--- WHAT THE TASK ASKS ---
Return every line from the records below with the string "SystemClock".

--- INPUT DATA ---
┄┄┄┄┄┄
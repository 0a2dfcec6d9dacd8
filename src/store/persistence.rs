//! JSON snapshot persistence for [`MemoryStore`].

use std::collections::HashMap;
use std::fmt::Debug;
use std::fs;
use std::path::Path;
use std::sync::{Arc, RwLock};

use serde::de::DeserializeOwned;
use serde::{Deserialize, Serialize};

use crate::error::{StorageError, StorageResult};
use crate::store::memory::{Row, Rows};
use crate::store::MemoryStore;
use crate::types::{AccountId, Timestamp};

#[derive(Serialize, Deserialize)]
struct PersistedRow<K, C> {
    account: AccountId,
    key: K,
    content: C,
    life_start: Timestamp,
    life_end: Timestamp,
}

impl<K, C> MemoryStore<K, C>
where
    K: Ord + Clone + Debug + Send + Sync + Serialize + DeserializeOwned,
    C: Clone + Send + Sync + Serialize + DeserializeOwned,
{
    /// Writes every row to `path` (via a sibling temp file and rename).
    pub fn save(&self, path: impl AsRef<Path>) -> StorageResult<()> {
        let path = path.as_ref();
        let mut out = Vec::new();
        {
            let accounts = self
                .accounts
                .read()
                .map_err(|_| StorageError::Poisoned { what: "store" })?;
            for (account, shard) in accounts.iter() {
                let rows = shard
                    .read()
                    .map_err(|_| StorageError::Poisoned { what: "store" })?;
                for (key, versions) in rows.iter() {
                    for row in versions {
                        out.push(PersistedRow {
                            account: *account,
                            key: key.clone(),
                            content: row.content.clone(),
                            life_start: row.life_start,
                            life_end: row.life_end,
                        });
                    }
                }
            }
        }

        let payload = serde_json::to_vec_pretty(&out)?;
        let tmp = path.with_extension("tmp");
        fs::write(&tmp, payload)?;
        fs::rename(&tmp, path)?;
        log::debug!("[STORE] saved {} rows to {}", out.len(), path.display());
        Ok(())
    }

    /// Loads a store written by [`MemoryStore::save`]. A missing file yields an
    /// empty store.
    pub fn load(path: impl AsRef<Path>) -> StorageResult<Self> {
        let path = path.as_ref();
        if !path.exists() {
            log::info!("[STORE] {} not found, starting empty", path.display());
            return Ok(Self::new());
        }
        let raw = fs::read(path)?;
        let persisted: Vec<PersistedRow<K, C>> = serde_json::from_slice(&raw)?;
        let count = persisted.len();

        let mut accounts: HashMap<AccountId, Rows<K, C>> = HashMap::new();
        for row in persisted {
            accounts
                .entry(row.account)
                .or_default()
                .entry(row.key)
                .or_default()
                .push(Row {
                    content: row.content,
                    life_start: row.life_start,
                    life_end: row.life_end,
                });
        }
        for rows in accounts.values_mut() {
            for versions in rows.values_mut() {
                versions.sort_by_key(|row| row.life_start);
            }
        }

        log::info!("[STORE] loaded {count} rows from {}", path.display());
        Ok(Self {
            accounts: RwLock::new(
                accounts
                    .into_iter()
                    .map(|(account, rows)| (account, Arc::new(RwLock::new(rows))))
                    .collect(),
            ),
        })
    }
}
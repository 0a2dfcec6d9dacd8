//! Replaceable time source.
//!
//! Every version transition and tracker timestamp is taken from a [`Clock`]
//! handed to the component at construction time, so tests can pin "now".

use std::sync::atomic::{AtomicI64, Ordering};
use std::sync::Arc;
use std::time::{SystemTime, UNIX_EPOCH};

use crate::types::Timestamp;

pub trait Clock: Send + Sync {
    fn now(&self) -> Timestamp;
}

/// Wall clock, epoch milliseconds.
#[derive(Debug, Default, Clone, Copy)]
pub struct SystemClock;

impl Clock for SystemClock {
    fn now(&self) -> Timestamp {
        SystemTime::now()
            .duration_since(UNIX_EPOCH)
            .unwrap_or_default()
            .as_millis() as Timestamp
    }
}

/// Deterministic clock. Clones share the same instant.
#[derive(Debug, Clone)]
pub struct ManualClock {
    now: Arc<AtomicI64>,
}

impl ManualClock {
    pub fn new(start: Timestamp) -> Self {
        Self {
            now: Arc::new(AtomicI64::new(start)),
        }
    }

    pub fn set(&self, at: Timestamp) {
        self.now.store(at, Ordering::SeqCst);
    }

    pub fn advance(&self, millis: i64) -> Timestamp {
        self.now.fetch_add(millis, Ordering::SeqCst) + millis
    }
}

impl Clock for ManualClock {
    fn now(&self) -> Timestamp {
        self.now.load(Ordering::SeqCst)
    }
}

#[cfg(test)]
mod tests {
    use super::*;

    #[test]
    fn manual_clock_clones_share_time() {
        let clock = ManualClock::new(1_000);
        let other = clock.clone();

        assert_eq!(clock.advance(500), 1_500);
        assert_eq!(other.now(), 1_500);

        other.set(42);
        assert_eq!(clock.now(), 42);
    }

    #[test]
    fn system_clock_is_after_2020() {
        // 2020-01-01T00:00:00Z
        assert!(SystemClock.now() > 1_577_836_800_000);
    }
}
┄┄┄┄┄┄
--- TASK RESULT ---
pub struct SystemClock;
impl Clock for SystemClock {
        assert!(SystemClock.now() > 1_577_836_800_000);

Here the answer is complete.